Prices for Spanish homes fell 3.4 percent in the first quarter from the previous three months as the euro area's fourth-largest economy shrank and reduced mortgage lending crimped demand, according to Idealista.com.

Sellers cut asking prices for existing homes by an average of 2.9 percent in Barcelona, 1.9 percent in Madrid and 2.2 percent in Valencia, Idealista, Spain's largest property website, said in an e-mailed statement today.

"Prices have continued to fall due to difficulty in obtaining mortgage financing," said Fernando Encinar, co- founder of Idealista. "Legislation passed by the government in February to push banks to provision for real estate will result in similar declines over the remaining quarters of the year."

Prime Minister Mariano Rajoy is battling to turn around a slump in the real-estate industry. His government forecasts an economic contraction of 1.7 percent this year that will push Spain's unemployment rate, the European Union's highest, to 24.3 percent. The government passed a decree in February forcing Spanish banks to make deeper provisions for losses linked to real estate in an effort to push down prices and boost sales.

The growing unemployment is leading to a slowing of industrial production, which means that even though the country is importing less it also appears to be exporting less. Combine this with the interest payments on borrowings from the rest of the world and at this point Spain continues to run a current account deficit which, in the most basic terms, means Spain is still paying others more than it is being paid back. That is, the external sector is still in deficit.

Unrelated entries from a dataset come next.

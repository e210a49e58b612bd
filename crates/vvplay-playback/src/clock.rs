//! Drift-corrected pacing.
//!
//! The clock accumulates wall time between polls and releases one advance per
//! elapsed frame interval. Late polls leave debt behind, so the next advance
//! comes early and the average rate holds. Debt beyond `max_debt_intervals`
//! is dropped (resync) instead of being paid back in a burst.
//!
//! A clock only measures play time. The player drops it on pause and builds
//! a fresh one on resume, so paused wall time never turns into debt.

use std::time::{Duration, Instant};
use tracing::trace;

/// Result of one poll.
#[derive(Debug, Clone, Copy, PartialEq, Eq)]
pub enum ClockSignal {
    /// One frame interval has elapsed: show the next tick.
    Advance,
    /// Keep showing the current frame.
    Wait,
}

#[derive(Debug, Clone)]
pub struct PlaybackClock {
    interval: Duration,
    accumulated: Duration,
    started_at: Instant,
    last_poll: Instant,
    max_debt_intervals: u32,
    advances: u64,
    resyncs: u64,
}

impl PlaybackClock {
    /// Clock ticking at `fps`, starting at `now`.
    pub fn new(fps: u32, now: Instant) -> Self {
        Self {
            interval: Duration::from_nanos(1_000_000_000 / fps.max(1) as u64),
            accumulated: Duration::ZERO,
            started_at: now,
            last_poll: now,
            max_debt_intervals: 3,
            advances: 0,
            resyncs: 0,
        }
    }

    pub fn with_max_debt(mut self, intervals: u32) -> Self {
        self.max_debt_intervals = intervals;
        self
    }

    /// Let the very next poll advance, so the first frame shows without
    /// waiting a full interval.
    pub fn prime(&mut self) {
        self.accumulated = self.accumulated.max(self.interval);
    }

    #[inline]
    pub fn interval(&self) -> Duration {
        self.interval
    }

    /// Fold the time since the last poll into the debt and decide.
    pub fn poll(&mut self, now: Instant) -> ClockSignal {
        // Instants from the caller may arrive out of order; never go back
        let delta = now.saturating_duration_since(self.last_poll);
        self.last_poll = self.last_poll.max(now);
        self.accumulated += delta;

        if self.accumulated < self.interval {
            return ClockSignal::Wait;
        }

        self.accumulated -= self.interval;
        self.advances += 1;

        let max_debt = self.interval * self.max_debt_intervals;
        if self.accumulated > max_debt {
            let dropped = self.accumulated.as_nanos() / self.interval.as_nanos().max(1);
            // Keep the sub-interval phase, drop whole intervals
            self.accumulated = Duration::from_nanos(
                (self.accumulated.as_nanos() % self.interval.as_nanos().max(1)) as u64,
            );
            self.resyncs += 1;
            trace!("Clock resync: dropped {} intervals of debt", dropped);
        }

        ClockSignal::Advance
    }

    /// How long the caller may sleep before the next advance is due.
    pub fn time_until_advance(&self, now: Instant) -> Duration {
        let pending = self.accumulated + now.saturating_duration_since(self.last_poll);
        self.interval.saturating_sub(pending)
    }

    /// Play time observed up to the last poll.
    pub fn elapsed(&self) -> Duration {
        self.last_poll.saturating_duration_since(self.started_at)
    }

    /// Play time up to `now`.
    pub fn elapsed_at(&self, now: Instant) -> Duration {
        now.max(self.last_poll).saturating_duration_since(self.started_at)
    }

    /// Debt carried into the next poll.
    pub fn debt(&self) -> Duration {
        self.accumulated
    }

    pub fn advances(&self) -> u64 {
        self.advances
    }

    pub fn resyncs(&self) -> u64 {
        self.resyncs
    }
}
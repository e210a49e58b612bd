//! Stepping one subject through an experiment's variants.
//!
//! The session owns order and results; the caller owns the player and the
//! display loop. After each clip ends the caller collects a score and hands
//! it to [`TrialSession::record_score`], then presents the next variant.

use crate::config::ExperimentConfig;
use crate::order::PresentationOrder;
use crate::results::{ResultLog, TrialRecord};
use parking_lot::Mutex;
use std::sync::Arc;
use tracing::info;
use vvplay_core::{ContentDescriptor, PlayerConfig, Result, VvError};
use vvplay_media::PointCloudDecoder;
use vvplay_playback::{PlaybackObserver, PlaybackReport, Player};
use vvplay_schedule::{Schedule, VariantSpec};

/// A variant together with the id recorded in the result log.
#[derive(Debug, Clone, PartialEq)]
pub struct TrialEntry {
    pub id: usize,
    pub variant: VariantSpec,
}

/// Observer that keeps the latest end-of-content report for the driver.
#[derive(Debug, Clone, Default)]
pub struct EndOfContent {
    report: Arc<Mutex<Option<PlaybackReport>>>,
}

impl EndOfContent {
    pub fn new() -> Self {
        Self::default()
    }

    pub fn take(&self) -> Option<PlaybackReport> {
        self.report.lock().take()
    }

    pub fn is_set(&self) -> bool {
        self.report.lock().is_some()
    }
}

impl PlaybackObserver for EndOfContent {
    fn on_ended(&mut self, report: &PlaybackReport) {
        *self.report.lock() = Some(report.clone());
    }
}

#[derive(Debug)]
pub struct TrialSession {
    content: ContentDescriptor,
    entries: Vec<TrialEntry>,
    order: PresentationOrder,
    step: usize,
    log: ResultLog,
    player_config: PlayerConfig,
}

impl TrialSession {
    /// Resolve variants, load or create the presentation order and open a
    /// fresh result log under `config.result_dir`.
    pub fn open(config: &ExperimentConfig) -> Result<Self> {
        config.player.validate()?;
        let content = config.content.descriptor()?;
        let entries = config.variants.resolve()?;
        if entries.is_empty() {
            return Err(VvError::InvalidParameter(
                "experiment selects no variants".into(),
            ));
        }

        let order_path = config
            .result_dir
            .join(format!("order.{}.txt", content.name()));
        let order = PresentationOrder::load_or_create(
            &order_path,
            entries.len(),
            config.shuffle_seed,
            |position| {
                entries
                    .get(position)
                    .map(|e| format!("{},{},{}", e.id, e.variant.name(), content.name()))
                    .unwrap_or_default()
            },
        )?;
        let log = ResultLog::create(&config.result_dir, content.name())?;

        info!(
            "Trial session {} with {} variants of {}",
            log.session_id(),
            entries.len(),
            content.name()
        );

        Ok(Self {
            content,
            entries,
            order,
            step: 0,
            log,
            player_config: config.player.clone(),
        })
    }

    pub fn content(&self) -> &ContentDescriptor {
        &self.content
    }

    pub fn order(&self) -> &PresentationOrder {
        &self.order
    }

    pub fn log(&self) -> &ResultLog {
        &self.log
    }

    /// Number of trials already scored.
    pub fn step(&self) -> usize {
        self.step
    }

    pub fn len(&self) -> usize {
        self.entries.len()
    }

    pub fn is_empty(&self) -> bool {
        self.entries.is_empty()
    }

    pub fn remaining(&self) -> usize {
        self.len().saturating_sub(self.step)
    }

    pub fn is_complete(&self) -> bool {
        self.remaining() == 0
    }

    /// Entry to present now.
    pub fn current(&self) -> Option<&TrialEntry> {
        self.order
            .get(self.step)
            .and_then(|position| self.entries.get(position))
    }

    fn current_or_err(&self) -> Result<&TrialEntry> {
        self.current()
            .ok_or_else(|| VvError::NotFound("no trials left in session".into()))
    }

    /// Idle player set up for the current entry.
    pub fn create_player(&self, decoder: Arc<dyn PointCloudDecoder>) -> Result<Player> {
        let entry = self.current_or_err()?;
        Player::new(
            self.player_config.clone(),
            self.content.clone(),
            entry.variant.clone(),
            decoder,
        )
    }

    /// Switch an existing player to the current entry.
    pub fn present(&self, player: &mut Player) -> Result<()> {
        let entry = self.current_or_err()?;
        player.advance_to(self.content.clone(), entry.variant.clone())
    }

    /// Log the score for the current entry and move to the next one.
    pub fn record_score(
        &mut self,
        score: u8,
        report: &PlaybackReport,
        schedule: &Schedule,
    ) -> Result<()> {
        let variant_id = self.current_or_err()?.id;
        let record = TrialRecord {
            variant_id,
            score,
            duration: report.elapsed,
            sequence: schedule.sequence_string(),
        };
        self.log.append(&record)?;
        info!(
            "Trial {}/{}: variant {} ({}) scored {}",
            self.step + 1,
            self.len(),
            variant_id,
            report.variant,
            score
        );
        self.step += 1;
        Ok(())
    }
}
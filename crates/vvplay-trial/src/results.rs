//! Append-only score log.
//!
//! One file per session, `MOS.user{n}.txt` with the first free `n`:
//!
//! ```text
//! ContentName=longdress
//! Session=6f1c...
//! Variant,Score,Duration,Sequence
//! 17,4,10.012,0,1,1,2,...
//! ```
//!
//! The sequence is the comma-joined schedule and always comes last, so a
//! record splits on its first three commas.

use serde::{Deserialize, Serialize};
use std::fs::{self, OpenOptions};
use std::io::Write;
use std::path::{Path, PathBuf};
use std::time::Duration;
use tracing::info;
use uuid::Uuid;
use vvplay_core::{Result, VvError};

pub const MIN_SCORE: u8 = 1;
pub const MAX_SCORE: u8 = 5;

const COLUMNS: &str = "Variant,Score,Duration,Sequence";

/// One scored trial.
#[derive(Debug, Clone, PartialEq, Serialize, Deserialize)]
pub struct TrialRecord {
    pub variant_id: usize,
    pub score: u8,
    pub duration: Duration,
    pub sequence: String,
}

impl TrialRecord {
    pub fn to_line(&self) -> String {
        format!(
            "{},{},{:.3},{}",
            self.variant_id,
            self.score,
            self.duration.as_secs_f64(),
            self.sequence
        )
    }

    pub fn parse_line(line: &str) -> Result<Self> {
        let bad = |what: &str| VvError::Serialization(format!("bad {} in record '{}'", what, line));
        let mut fields = line.splitn(4, ',');

        let variant_id = fields
            .next()
            .and_then(|f| f.trim().parse().ok())
            .ok_or_else(|| bad("variant"))?;
        let score = fields
            .next()
            .and_then(|f| f.trim().parse().ok())
            .ok_or_else(|| bad("score"))?;
        let seconds: f64 = fields
            .next()
            .and_then(|f| f.trim().parse().ok())
            .ok_or_else(|| bad("duration"))?;
        let duration = Duration::try_from_secs_f64(seconds).map_err(|_| bad("duration"))?;
        let sequence = fields.next().unwrap_or_default().trim().to_string();

        Ok(Self {
            variant_id,
            score,
            duration,
            sequence,
        })
    }
}

#[derive(Debug)]
pub struct ResultLog {
    path: PathBuf,
    session_id: Uuid,
    records: usize,
}

impl ResultLog {
    /// Create a new log in `dir` without touching earlier sessions' files.
    pub fn create(dir: &Path, content_name: &str) -> Result<Self> {
        fs::create_dir_all(dir)?;

        let mut user = 1;
        let (path, mut file) = loop {
            let candidate = dir.join(format!("MOS.user{}.txt", user));
            match OpenOptions::new().write(true).create_new(true).open(&candidate) {
                Ok(file) => break (candidate, file),
                Err(e) if e.kind() == std::io::ErrorKind::AlreadyExists => user += 1,
                Err(e) => return Err(e.into()),
            }
        };

        let session_id = Uuid::new_v4();
        write!(
            file,
            "ContentName={}\nSession={}\n{}\n",
            content_name, session_id, COLUMNS
        )?;
        info!("Recording results to {}", path.display());

        Ok(Self {
            path,
            session_id,
            records: 0,
        })
    }

    /// Append one record. Scores outside 1..=5 are rejected.
    pub fn append(&mut self, record: &TrialRecord) -> Result<()> {
        if !(MIN_SCORE..=MAX_SCORE).contains(&record.score) {
            return Err(VvError::InvalidParameter(format!(
                "score {} outside {}..={}",
                record.score, MIN_SCORE, MAX_SCORE
            )));
        }
        let mut file = OpenOptions::new().append(true).open(&self.path)?;
        writeln!(file, "{}", record.to_line())?;
        self.records += 1;
        Ok(())
    }

    pub fn path(&self) -> &Path {
        &self.path
    }

    pub fn session_id(&self) -> Uuid {
        self.session_id
    }

    pub fn record_count(&self) -> usize {
        self.records
    }

    /// Records of a log file, header lines skipped.
    pub fn read_records(path: &Path) -> Result<Vec<TrialRecord>> {
        let text = fs::read_to_string(path)?;
        text.lines()
            .skip_while(|line| *line != COLUMNS)
            .skip(1)
            .filter(|line| !line.trim().is_empty())
            .map(TrialRecord::parse_line)
            .collect()
    }
}
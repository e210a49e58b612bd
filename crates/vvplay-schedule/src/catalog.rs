//! Variant catalogs of the perceptual-quality experiments.
//!
//! Three fixed tables, addressed by index:
//! - frame-rate variation: 42 variants (baseline, single dip, micro stutter,
//!   jitter, hard jitter)
//! - stall: 33 freeze patterns at source frames 60/120/180/240
//! - version switch: 29 quality-tier sequences over 60-tick segments

use crate::variant::VariantSpec;
use serde::{Deserialize, Serialize};
use std::fmt;
use std::str::FromStr;
use vvplay_core::{Result, VvError};

// ── Frame-rate variation ────────────────────────────────────────

const BASELINE_FPS: [u32; 4] = [30, 25, 20, 15];

const SINGLE_DIPS: [(u32, u32); 6] = [(30, 15), (30, 20), (30, 25), (25, 15), (25, 20), (20, 15)];

const MICRO_BASES: [u32; 12] = [30, 30, 30, 30, 25, 25, 25, 25, 20, 20, 20, 20];
const MICRO_DIPS: [u32; 12] = [25, 20, 25, 20, 20, 15, 20, 15, 15, 15, 15, 15];
const MICRO_INTERVALS: [u32; 12] = [60, 60, 120, 120, 60, 60, 120, 120, 60, 60, 120, 120];

const FIXED_WIDTHS: [u32; 1] = [3];
const VARIABLE_WIDTHS: [u32; 3] = [1, 3, 8];

/// (target fps, range, step period, seed)
const JITTERS: [(u32, u32, u32, u64); 6] = [
    (28, 2, 3, 101),
    (28, 2, 15, 102),
    (25, 5, 3, 103),
    (25, 5, 15, 104),
    (20, 10, 3, 105),
    (20, 10, 15, 106),
];

const HARD_JITTERS: [(f32, u64); 2] = [(0.10, 201), (0.20, 202)];

pub const FRAME_RATE_VARIATION_COUNT: usize = BASELINE_FPS.len()
    + SINGLE_DIPS.len()
    + 2 * MICRO_BASES.len()
    + JITTERS.len()
    + HARD_JITTERS.len();

/// Variant `index` of the frame-rate-variation table.
pub fn frame_rate_variation(index: usize) -> Result<VariantSpec> {
    let mut i = index;

    if i < BASELINE_FPS.len() {
        return Ok(VariantSpec::baseline(BASELINE_FPS[i]));
    }
    i -= BASELINE_FPS.len();

    if i < SINGLE_DIPS.len() {
        let (base, dip) = SINGLE_DIPS[i];
        return Ok(VariantSpec::single_dip(base, dip));
    }
    i -= SINGLE_DIPS.len();

    for widths in [&FIXED_WIDTHS[..], &VARIABLE_WIDTHS[..]] {
        if i < MICRO_BASES.len() {
            return Ok(VariantSpec::micro_stutter(
                MICRO_BASES[i],
                MICRO_DIPS[i],
                MICRO_INTERVALS[i],
                widths,
            ));
        }
        i -= MICRO_BASES.len();
    }

    if i < JITTERS.len() {
        let (target, range, step, seed) = JITTERS[i];
        return Ok(VariantSpec::jitter(target, range, step, seed));
    }
    i -= JITTERS.len();

    if i < HARD_JITTERS.len() {
        let (ratio, seed) = HARD_JITTERS[i];
        return Ok(VariantSpec::hard_jitter(ratio, seed));
    }

    Err(VvError::InvalidVariantIndex {
        index,
        count: FRAME_RATE_VARIATION_COUNT,
    })
}

// ── Stall ───────────────────────────────────────────────────────

/// Source frames the stall patterns freeze at.
pub const STALL_AT: [u32; 4] = [60, 120, 180, 240];

/// Extra ticks held at each of [`STALL_AT`], per preset.
const STALL_HOLDS: [[u32; 4]; 33] = [
    [0, 7, 0, 0],
    [0, 15, 0, 0],
    [0, 22, 0, 0],
    [0, 30, 0, 0],
    [0, 45, 0, 0],
    [0, 60, 0, 0],
    [0, 90, 0, 0],
    [0, 120, 0, 0],
    [7, 0, 7, 0],
    [15, 0, 15, 0],
    [30, 0, 30, 0],
    [60, 0, 60, 0],
    [7, 0, 7, 7],
    [15, 0, 15, 15],
    [30, 0, 30, 30],
    [7, 7, 7, 7],
    [15, 15, 15, 15],
    [30, 30, 30, 30],
    [0, 0, 0, 7],
    [0, 0, 0, 15],
    [0, 0, 0, 22],
    [0, 0, 0, 30],
    [0, 0, 0, 45],
    [0, 0, 0, 60],
    [0, 0, 0, 90],
    [0, 0, 0, 120],
    [0, 7, 7, 0],
    [0, 15, 15, 0],
    [0, 30, 30, 0],
    [0, 60, 60, 0],
    [7, 7, 7, 0],
    [15, 15, 15, 0],
    [30, 30, 30, 0],
];

pub const STALL_COUNT: usize = STALL_HOLDS.len();

/// Variant `index` of the stall table.
pub fn stall(index: usize) -> Result<VariantSpec> {
    let holds = STALL_HOLDS.get(index).ok_or(VvError::InvalidVariantIndex {
        index,
        count: STALL_COUNT,
    })?;
    let points: Vec<(u32, u32)> = STALL_AT.iter().copied().zip(holds.iter().copied()).collect();
    Ok(VariantSpec::stall(&points))
}

// ── Version switch ──────────────────────────────────────────────

/// Ticks per quality segment.
pub const SWITCH_SEGMENT_TICKS: u32 = 60;

const SWITCH_TIERS: [[u32; 5]; 29] = [
    [1, 1, 1, 1, 1],
    [2, 2, 2, 2, 2],
    [3, 3, 3, 3, 3],
    [4, 4, 4, 4, 4],
    [5, 5, 5, 5, 5],
    [5, 1, 5, 1, 5],
    [5, 2, 5, 2, 5],
    [5, 3, 5, 3, 5],
    [5, 4, 5, 4, 5],
    [1, 5, 1, 5, 1],
    [2, 5, 2, 5, 2],
    [3, 5, 3, 5, 3],
    [4, 5, 4, 5, 4],
    [5, 1, 1, 5, 5],
    [5, 2, 2, 5, 5],
    [5, 3, 3, 5, 5],
    [5, 4, 4, 5, 5],
    [1, 5, 5, 1, 1],
    [2, 5, 5, 2, 2],
    [3, 5, 5, 3, 3],
    [4, 5, 5, 4, 4],
    [5, 4, 5, 5, 5],
    [5, 4, 4, 4, 5],
    [5, 3, 5, 5, 5],
    [5, 3, 3, 3, 5],
    [5, 2, 5, 5, 5],
    [5, 2, 2, 2, 5],
    [5, 1, 5, 5, 5],
    [5, 1, 1, 1, 5],
];

pub const VERSION_SWITCH_COUNT: usize = SWITCH_TIERS.len();

/// Variant `index` of the version-switch table.
pub fn version_switch(index: usize) -> Result<VariantSpec> {
    let tiers = SWITCH_TIERS.get(index).ok_or(VvError::InvalidVariantIndex {
        index,
        count: VERSION_SWITCH_COUNT,
    })?;
    Ok(VariantSpec::version_switch(SWITCH_SEGMENT_TICKS, tiers))
}

// ── Catalog selector ────────────────────────────────────────────

/// One of the experiment tables.
#[derive(Debug, Clone, Copy, PartialEq, Eq, Hash, Serialize, Deserialize)]
#[serde(rename_all = "snake_case")]
pub enum Catalog {
    FrameRateVariation,
    Stall,
    VersionSwitch,
}

impl Catalog {
    pub const ALL: [Catalog; 3] = [Self::FrameRateVariation, Self::Stall, Self::VersionSwitch];

    pub fn len(self) -> usize {
        match self {
            Self::FrameRateVariation => FRAME_RATE_VARIATION_COUNT,
            Self::Stall => STALL_COUNT,
            Self::VersionSwitch => VERSION_SWITCH_COUNT,
        }
    }

    pub fn is_empty(self) -> bool {
        self.len() == 0
    }

    pub fn variant(self, index: usize) -> Result<VariantSpec> {
        match self {
            Self::FrameRateVariation => frame_rate_variation(index),
            Self::Stall => stall(index),
            Self::VersionSwitch => version_switch(index),
        }
    }

    /// Every variant of the table, in index order.
    pub fn variants(self) -> Vec<VariantSpec> {
        (0..self.len())
            .filter_map(|i| self.variant(i).ok())
            .collect()
    }

    pub fn label(self) -> &'static str {
        match self {
            Self::FrameRateVariation => "frv",
            Self::Stall => "stall",
            Self::VersionSwitch => "switch",
        }
    }
}

impl fmt::Display for Catalog {
    fn fmt(&self, f: &mut fmt::Formatter<'_>) -> fmt::Result {
        f.write_str(self.label())
    }
}

impl FromStr for Catalog {
    type Err = VvError;

    fn from_str(s: &str) -> Result<Self> {
        match s.to_ascii_lowercase().as_str() {
            "frv" | "frame_rate_variation" | "framerate" => Ok(Self::FrameRateVariation),
            "stall" => Ok(Self::Stall),
            "switch" | "version_switch" => Ok(Self::VersionSwitch),
            other => Err(VvError::NotFound(format!("catalog '{}'", other))),
        }
    }
}
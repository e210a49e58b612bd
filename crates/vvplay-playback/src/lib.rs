//! vvplay Playback - buffered, paced playback of a frame schedule
//!
//! The display loop never blocks: it polls the clock, takes the head of the
//! ring buffer when a tick is due and hands it to a [`FrameSink`]. A single
//! decode thread fills the buffer in schedule order.
//!
//! - RingBuffer: bounded FIFO between decoder and display
//! - FrameLoader: the decode thread and its request/event channels
//! - PlaybackClock: drift-corrected pacing
//! - Player: the Idle/Buffering/Playing/Paused/Ended state machine

pub mod clock;
pub mod loader;
pub mod player;
pub mod ring_buffer;
pub mod sink;

pub use clock::{ClockSignal, PlaybackClock};
pub use loader::{FrameLoader, LoadRequest, LoaderEvent};
pub use player::{
    PlaybackReport, PlaybackStats, Player, PlayerState, TickOutcome, VariantSource,
};
pub use ring_buffer::{BufferError, RingBuffer};
pub use sink::{FrameSink, NullSink, PlaybackObserver, RecordingSink, RenderHandle};
//! The broadcast message bus. `Message` is a tagged variant relayed
//! synchronously to every module in scene insertion order.

/// Pixel-space and screen-center-normalized coordinates carried by every
/// pointer event: origin at screen center, y flipped, so
/// `u = 2*(x/W - 0.5)`, `v = -2*(y/H - 0.5)`.
#[derive(Debug, Clone, Copy, PartialEq, Default)]
pub struct PointerCoords {
    pub x: f32,
    pub y: f32,
    pub dx: f32,
    pub dy: f32,
    pub u: f32,
    pub v: f32,
    pub du: f32,
    pub dv: f32,
}

impl PointerCoords {
    /// Builds normalized coordinates from a pixel position/delta and the
    /// window's current size.
    pub fn from_pixels(x: f32, y: f32, dx: f32, dy: f32, width: f32, height: f32) -> Self {
        let aspect = if height > 0.0 { width / height } else { 1.0 };
        let u = 2.0 * (x / width - 0.5);
        let v = -2.0 * (y / height - 0.5);
        let du = 2.0 * (dx / width) * aspect;
        let dv = -2.0 * (dy / height);
        Self { x, y, dx, dy, u, v, du, dv }
    }
}

#[derive(Debug, Clone, Copy, PartialEq, Eq)]
pub enum MouseButton {
    Left,
    Middle,
    Right,
}

#[derive(Debug, Clone, PartialEq)]
pub enum WindowMessage {
    Resize(u32, u32),
    Close,
    Iconify(bool),
    FileDrop(Vec<std::path::PathBuf>),
}

#[derive(Debug, Clone, PartialEq)]
pub enum MouseMessage {
    Position(PointerCoords),
    Press(MouseButton, PointerCoords),
    Release(MouseButton, PointerCoords),
    Drag(MouseButton, PointerCoords),
    Scroll(PointerCoords),
    Enter(bool),
}

#[derive(Debug, Clone, Copy, PartialEq, Eq, Hash)]
pub struct KeyCode(pub u32);

#[derive(Debug, Clone, PartialEq)]
pub enum KeyboardMessage {
    KeyDown(KeyCode),
    KeyUp(KeyCode),
    Press(KeyCode),
    Unicode(char),
}

#[derive(Debug, Clone, Copy, PartialEq, Eq)]
pub enum ShaderMessage {
    Compile,
    Render,
    RecreateTextures,
}

/// The tagged message variant relayed across the module bus.
#[derive(Debug, Clone, PartialEq)]
pub enum Message {
    Window(WindowMessage),
    Mouse(MouseMessage),
    Keyboard(KeyboardMessage),
    Shader(ShaderMessage),
}

impl Message {
    pub fn resize(width: u32, height: u32) -> Self {
        Message::Window(WindowMessage::Resize(width, height))
    }

    pub fn close() -> Self {
        Message::Window(WindowMessage::Close)
    }

    pub fn recreate_textures() -> Self {
        Message::Shader(ShaderMessage::RecreateTextures)
    }

    pub fn compile() -> Self {
        Message::Shader(ShaderMessage::Compile)
    }

    pub fn is_close(&self) -> bool {
        matches!(self, Message::Window(WindowMessage::Close))
    }
}

#[cfg(test)]
mod tests {
    use super::*;

    #[test]
    fn pointer_coords_center_is_origin() {
        let c = PointerCoords::from_pixels(160.0, 120.0, 0.0, 0.0, 320.0, 240.0);
        assert!(c.u.abs() < 1e-6);
        assert!(c.v.abs() < 1e-6);
    }

    #[test]
    fn pointer_coords_corner_signs() {
        // top-left pixel -> u negative, v positive (y flipped).
        let c = PointerCoords::from_pixels(0.0, 0.0, 0.0, 0.0, 320.0, 240.0);
        assert_eq!(c.u, -1.0);
        assert_eq!(c.v, 1.0);
        // bottom-right pixel -> u positive, v negative.
        let c = PointerCoords::from_pixels(320.0, 240.0, 0.0, 0.0, 320.0, 240.0);
        assert_eq!(c.u, 1.0);
        assert_eq!(c.v, -1.0);
    }

    #[test]
    fn close_message_detected() {
        assert!(Message::close().is_close());
        assert!(!Message::compile().is_close());
    }
}
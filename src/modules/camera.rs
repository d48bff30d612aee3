//! A contract-only camera stub: a `Dynamics`-smoothed position/zoom pair
//! contributed as `iCameraPosition`/`iCameraZoom` uniforms. Deliberately
//! does not implement `SombreroCamera.py`'s full 2D/3D/VR mode switching.

use crate::dynamics::ShaderDynamics;
use crate::module::{Module, ModuleUuid};
use crate::variable::ShaderVariable;

pub struct Camera {
    uuid: ModuleUuid,
    position: ShaderDynamics<2>,
    zoom: ShaderDynamics<1>,
}

impl Camera {
    pub fn new() -> Self {
        Self {
            uuid: ModuleUuid::next(),
            position: ShaderDynamics::new("iCameraPosition", 4.0, 1.0, 0.0),
            zoom: ShaderDynamics::new("iCameraZoom", 4.0, 1.0, 0.0),
        }
    }

    pub fn set_target(&mut self, position: [f32; 2], zoom: f32) {
        self.position.dynamics.set(position, false);
        self.zoom.dynamics.set([zoom], false);
    }
}

impl Default for Camera {
    fn default() -> Self {
        let mut c = Self::new();
        c.zoom.dynamics.set([1.0], true);
        c
    }
}

impl Module for Camera {
    fn uuid(&self) -> ModuleUuid {
        self.uuid
    }

    fn name(&self) -> Option<&str> {
        Some("camera")
    }

    fn update(&mut self, dt: f64) {
        let dt = dt as f32;
        self.position.advance(self.position.dynamics.target, dt);
        self.zoom.advance(self.zoom.dynamics.target, dt);
    }

    fn pipeline(&self) -> Vec<ShaderVariable> {
        let mut out = self.position.pipeline();
        out.extend(self.zoom.pipeline());
        out
    }
}

#[cfg(test)]
mod tests {
    use super::*;

    #[test]
    fn converges_toward_target() {
        let mut cam = Camera::default();
        cam.set_target([1.0, 2.0], 2.0);
        for _ in 0..600 {
            cam.update(1.0 / 60.0);
        }
        let vars = cam.pipeline();
        assert_eq!(vars[0].name, "iCameraPosition");
        assert_eq!(vars[1].name, "iCameraZoom");
    }
}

So with the external sector in this state and the private sector unable and/or unwilling to take on additional debt as it attempt to mend its balance sheet after an 'asset shock', the only sector left to provide for the short fall in national income is the government sector. If it fails to do so then the economy will continue to shrink until a new balance is found between the sectors at some lower national income, and therefore GDP.

It may appear logical to you that this must occur, and I don't totally disagree, but that doesn't change the fact that under these circumstances there is simply no way that the private sector will be able to continue to make payments on the debts it has accumulated during the period of significantly higher income. This is a major unaddressed issue.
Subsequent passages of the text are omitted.